# Oscar's 1st goom --- why did I do it ??



## vickie (Jan 8, 2013)

I took Oscar for his 1st groom this week. I was really shocked when I picked him up and didn't really like it very much. I feel a bit happier now but I'm not having him cut this short again. He looks very tall now and much slimmer. I wish I could get that when I go for a hair cut !!
I hope the pictures have uploaded ok. They are a before and after picture.


----------



## dmgalley (Aug 19, 2012)

Willow got a small trim yesterday too. It was her first and I am not thrilled. They have her I mop top and a triangle face but it grows back. Jake got a really bad cut his first time. They did the nose shave. I use tiny pics to put on pics and it is easy. 

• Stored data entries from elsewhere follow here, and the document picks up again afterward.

//! Keyword intent matching for the support assistant
//!
//! A [`RuleSet`] is an ordered list of keyword rules plus a fallback reply.
//! Matching is a lower-cased substring test and the first rule in declaration
//! order wins, no matter where its keyword sits in the utterance. The same
//! table is shared by the chat session and the mock API.

use serde::{Deserialize, Serialize};

pub const SLOW_RESPONSE: &str = "I see you're experiencing slow internet speeds. Let me help you with that. First, can you tell me what speed you're currently getting? You can run a speed test to check.";
pub const SPEED_RESPONSE: &str = "For speed issues, try these steps: 1) Restart your router by unplugging it for 30 seconds, 2) Move closer to your router, 3) Check if other devices are using bandwidth. What's your current speed?";
pub const CONNECTION_RESPONSE: &str = "Connection problems can be frustrating. Let's check: 1) Are all cables securely connected? 2) Is your router powered on? 3) Can you see your WiFi network in available networks?";
pub const WIFI_RESPONSE: &str = "WiFi issues are common. Try: 1) Forget and reconnect to your network, 2) Restart your device's WiFi, 3) Check if you're using the correct password. Are you able to see your network?";
pub const OUTAGE_RESPONSE: &str = "Let me check for any service outages in your area. Based on our current data, there are no reported outages. The issue might be with your local equipment.";
pub const ROUTER_RESPONSE: &str = "Router problems can often be fixed with a simple restart. Unplug your router for 30 seconds, then plug it back in. Wait 2-3 minutes for it to fully boot up. Does this help?";
pub const TECHNICIAN_RESPONSE: &str = "I can schedule a technician visit for you. Our next available slot is tomorrow between 2-4 PM. The technician will diagnose and fix any hardware issues. Would you like me to book this?";
pub const FALLBACK_RESPONSE: &str = "I understand your concern. Can you provide more details about the specific issue you're experiencing? For example, are you having trouble with speed, connectivity, or something else?";

/// Primary keywords in priority order.
const DEFAULT_RULES: &[(&str, &str, ResponseKind)] = &[
    ("slow", SLOW_RESPONSE, ResponseKind::Informational),
    ("speed", SPEED_RESPONSE, ResponseKind::Informational),
    ("connection", CONNECTION_RESPONSE, ResponseKind::Informational),
    ("wifi", WIFI_RESPONSE, ResponseKind::Informational),
    ("outage", OUTAGE_RESPONSE, ResponseKind::Informational),
    ("router", ROUTER_RESPONSE, ResponseKind::Informational),
    ("technician", TECHNICIAN_RESPONSE, ResponseKind::Actionable),
];

/// Synonym -> primary keyword. Appended after the primaries so they never
/// outrank one.
const SYNONYMS: &[(&str, &str)] = &[
    ("connect", "connection"),
    ("wireless", "wifi"),
    ("down", "outage"),
    ("modem", "router"),
    ("tech", "technician"),
    ("visit", "technician"),
];

/// What the consuming UI should do with a reply
#[derive(Debug, Clone, Copy, PartialEq, Eq, Default, Serialize, Deserialize)]
#[serde(rename_all = "snake_case")]
pub enum ResponseKind {
    /// Plain text to show
    #[default]
    Informational,
    /// Text plus a follow-up offer (book a technician)
    Actionable,
}

impl ResponseKind {
    pub fn is_actionable(&self) -> bool {
        matches!(self, ResponseKind::Actionable)
    }
}

#[derive(Debug, Clone, PartialEq, Eq, Serialize, Deserialize)]
pub struct IntentRule {
    pub keyword: String,
    pub response: String,
    #[serde(default)]
    pub kind: ResponseKind,
}

impl IntentRule {
    pub fn new(keyword: &str, response: &str, kind: ResponseKind) -> Self {
        Self {
            keyword: keyword.to_lowercase(),
            response: response.to_string(),
            kind,
        }
    }
}

/// A classified reply
#[derive(Debug, Clone, PartialEq, Eq, Serialize, Deserialize)]
pub struct Response {
    pub text: String,
    pub kind: ResponseKind,
}

#[derive(Deserialize)]
struct RuleSetDef {
    rules: Vec<IntentRule>,
    #[serde(default = "default_fallback")]
    fallback: String,
}

fn default_fallback() -> String {
    FALLBACK_RESPONSE.to_string()
}

/// Ordered keyword table with a fallback reply
#[derive(Debug, Clone, PartialEq, Eq, Serialize, Deserialize)]
#[serde(from = "RuleSetDef")]
pub struct RuleSet {
    rules: Vec<IntentRule>,
    fallback: String,
}

impl From<RuleSetDef> for RuleSet {
    fn from(def: RuleSetDef) -> Self {
        RuleSet::new(def.rules, def.fallback)
    }
}

impl Default for RuleSet {
    fn default() -> Self {
        Self::standard()
    }
}

impl RuleSet {
    /// Build a table from rules in priority order.
    ///
    /// Keywords are lower-cased so custom tables stay case-insensitive, and
    /// empty keywords are dropped since they would match every utterance.
    pub fn new(rules: Vec<IntentRule>, fallback: impl Into<String>) -> Self {
        let rules = rules
            .into_iter()
            .map(|rule| IntentRule {
                keyword: rule.keyword.to_lowercase(),
                ..rule
            })
            .filter(|rule| !rule.keyword.is_empty())
            .collect();

        Self {
            rules,
            fallback: fallback.into(),
        }
    }

    /// The seven support keywords and the stock fallback
    pub fn standard() -> Self {
        let rules = DEFAULT_RULES
            .iter()
            .map(|(keyword, response, kind)| IntentRule::new(keyword, response, *kind))
            .collect();
        Self::new(rules, FALLBACK_RESPONSE)
    }

    /// [`RuleSet::standard`] followed by synonym rules (`connect`,
    /// `wireless`, `down`, `modem`, `tech`, `visit`), each answering with its
    /// primary keyword's response and kind.
    pub fn extended() -> Self {
        let mut set = Self::standard();
        let synonyms: Vec<IntentRule> = SYNONYMS
            .iter()
            .filter_map(|(synonym, primary)| {
                set.rules
                    .iter()
                    .find(|rule| rule.keyword == *primary)
                    .map(|rule| IntentRule::new(synonym, &rule.response, rule.kind))
            })
            .collect();
        set.rules.extend(synonyms);
        set
    }

    pub fn rules(&self) -> &[IntentRule] {
        &self.rules
    }

    pub fn fallback(&self) -> &str {
        &self.fallback
    }

    /// First rule whose keyword occurs anywhere in the utterance
    pub fn matching_rule(&self, utterance: &str) -> Option<&IntentRule> {
        let normalized = utterance.to_lowercase();
        self.rules
            .iter()
            .find(|rule| normalized.contains(rule.keyword.as_str()))
    }

    /// Classify an utterance. Never fails: anything unmatched, including the
    /// empty string, gets the fallback.
    pub fn classify(&self, utterance: &str) -> Response {
        match self.matching_rule(utterance) {
            Some(rule) => {
                tracing::debug!(keyword = %rule.keyword, kind = ?rule.kind, "intent matched");
                Response {
                    text: rule.response.clone(),
                    kind: rule.kind,
                }
            }
            None => {
                tracing::debug!("no intent matched, using fallback");
                Response {
                    text: self.fallback.clone(),
                    kind: ResponseKind::Informational,
                }
            }
        }
    }
}

#[cfg(test)]
mod tests {
    use super::*;

    fn classify(text: &str) -> Response {
        RuleSet::standard().classify(text)
    }

    #[test]
    fn test_unmatched_utterance_gets_fallback() {
        let response = classify("my phone bill looks odd");
        assert_eq!(response.text, FALLBACK_RESPONSE);
        assert_eq!(response.kind, ResponseKind::Informational);
    }

    #[test]
    fn test_empty_utterance_gets_fallback() {
        assert_eq!(classify("").text, FALLBACK_RESPONSE);
    }

    #[test]
    fn test_single_keywords_return_their_response() {
        let cases = [
            ("it is so slow today", SLOW_RESPONSE),
            ("what speed do I pay for", SPEED_RESPONSE),
            ("lost my connection", CONNECTION_RESPONSE),
            ("My wifi keeps dropping", WIFI_RESPONSE),
            ("is there an outage", OUTAGE_RESPONSE),
            ("the router lights blink", ROUTER_RESPONSE),
            ("I need a technician to visit", TECHNICIAN_RESPONSE),
        ];
        for (input, expected) in cases {
            assert_eq!(classify(input).text, expected, "input: {input}");
        }
    }

    #[test]
    fn test_priority_follows_table_not_text() {
        let response = classify("the technician said it would not be slow");
        assert_eq!(response.text, SLOW_RESPONSE);
        assert_eq!(response.kind, ResponseKind::Informational);

        // "speed" appears first in the text but "slow" outranks it
        assert_eq!(classify("speed is slow").text, SLOW_RESPONSE);
    }

    #[test]
    fn test_case_insensitive() {
        assert_eq!(classify("SLOW internet"), classify("slow internet"));
        assert_eq!(classify("WiFi").text, WIFI_RESPONSE);
    }

    #[test]
    fn test_substring_matching() {
        assert_eq!(classify("any outages nearby?").text, OUTAGE_RESPONSE);
        assert_eq!(classify("I forgot my password").text, FALLBACK_RESPONSE);
        assert_eq!(classify("slowly loading").text, SLOW_RESPONSE);
    }

    #[test]
    fn test_only_technician_is_actionable() {
        let set = RuleSet::standard();
        for rule in set.rules() {
            assert_eq!(rule.kind.is_actionable(), rule.keyword == "technician");
        }
        assert_eq!(classify("send a technician").kind, ResponseKind::Actionable);
    }

    #[test]
    fn test_extended_synonyms_follow_primaries() {
        let set = RuleSet::extended();
        assert_eq!(set.rules().len(), 13);
        assert_eq!(set.rules()[6].keyword, "technician");

        assert_eq!(set.classify("can someone visit").kind, ResponseKind::Actionable);
        assert_eq!(set.classify("my modem").text, ROUTER_RESPONSE);
        assert_eq!(set.classify("wireless keeps failing").text, WIFI_RESPONSE);
        // primary still wins over a synonym that appears earlier in the text
        assert_eq!(set.classify("down and slow").text, SLOW_RESPONSE);
        // standard table leaves synonyms alone
        assert_eq!(RuleSet::standard().classify("my modem").text, FALLBACK_RESPONSE);
    }

    #[test]
    fn test_custom_rules_are_normalized() {
        let set = RuleSet::new(
            vec![
                IntentRule {
                    keyword: "BILL".to_string(),
                    response: "Billing help".to_string(),
                    kind: ResponseKind::Informational,
                },
                IntentRule {
                    keyword: String::new(),
                    response: "never".to_string(),
                    kind: ResponseKind::Actionable,
                },
            ],
            "Sorry?",
        );
        assert_eq!(set.rules().len(), 1);
        assert_eq!(set.classify("my bill").text, "Billing help");
        assert_eq!(set.classify("hello").text, "Sorry?");
    }

    #[test]
    fn test_rule_set_from_json() {
        let json = r#"{"rules":[{"keyword":"Fiber","response":"Fiber info"},{"keyword":"book","response":"Booking","kind":"actionable"}]}"#;
        let set: RuleSet = serde_json::from_str(json).unwrap();
        assert_eq!(set.fallback(), FALLBACK_RESPONSE);
        assert_eq!(set.classify("FIBER install").text, "Fiber info");
        assert_eq!(set.classify("book it").kind, ResponseKind::Actionable);
    }
}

Sent from my SGH-T989 using Tapatalk 2


----------



## dio.ren (Jan 18, 2013)

Oscar looks amazing love his new look!!


----------



## dmgalley (Aug 19, 2012)

I just got to see the pics. He looks so handsome!!! I really like it. I love his color.


----------



## JoJo (Mar 2, 2011)

he looks great 

I never like my dogs coat cuts on the first day but a week on and they look lovely .. plus the soft and shorter coats are so much easier to care for .. a happy cockapoo is a well groomed and combed one  matt free works for me xxx


----------



## RuthMill (Jun 30, 2012)

He looks lovely! Don't worry. It grows back quickly. Lola's sporting a mop top at the minute... Seems to grow quicker than anywhere else. Scared to tackle it myself!


----------



## arlo (Mar 11, 2013)

I put a similar thread up after Arlos first cut, and I found out it is quite a common experience to feel that way. Oscar looks really adorable in both photos. I have to say Arlos furr is not growing as quick as I had hoped, never again such a close trim can't wait to have my shaggy boy back, I hope it will grow eventually! Oscar has such lovely colouring.


----------



## kendal (Jul 16, 2009)

First hair cut is always a shock as they compleatly loos the puppy look and start to look like an adult. It also takes time to find a cut you like and that suites the dog. I make small changes every time I do my girls, sometimes I like it others I hate it. I cut Echos fringe too short and strate and it just looks wrong, I just need to let it grow so I can correct it next time.


----------



## Sam1 (Mar 6, 2012)

They always look very different after a cut. I like both! Hes lovely long or short! X


----------



## polly1harg (Jun 6, 2013)

What lovely colouring your Oscar has!!


----------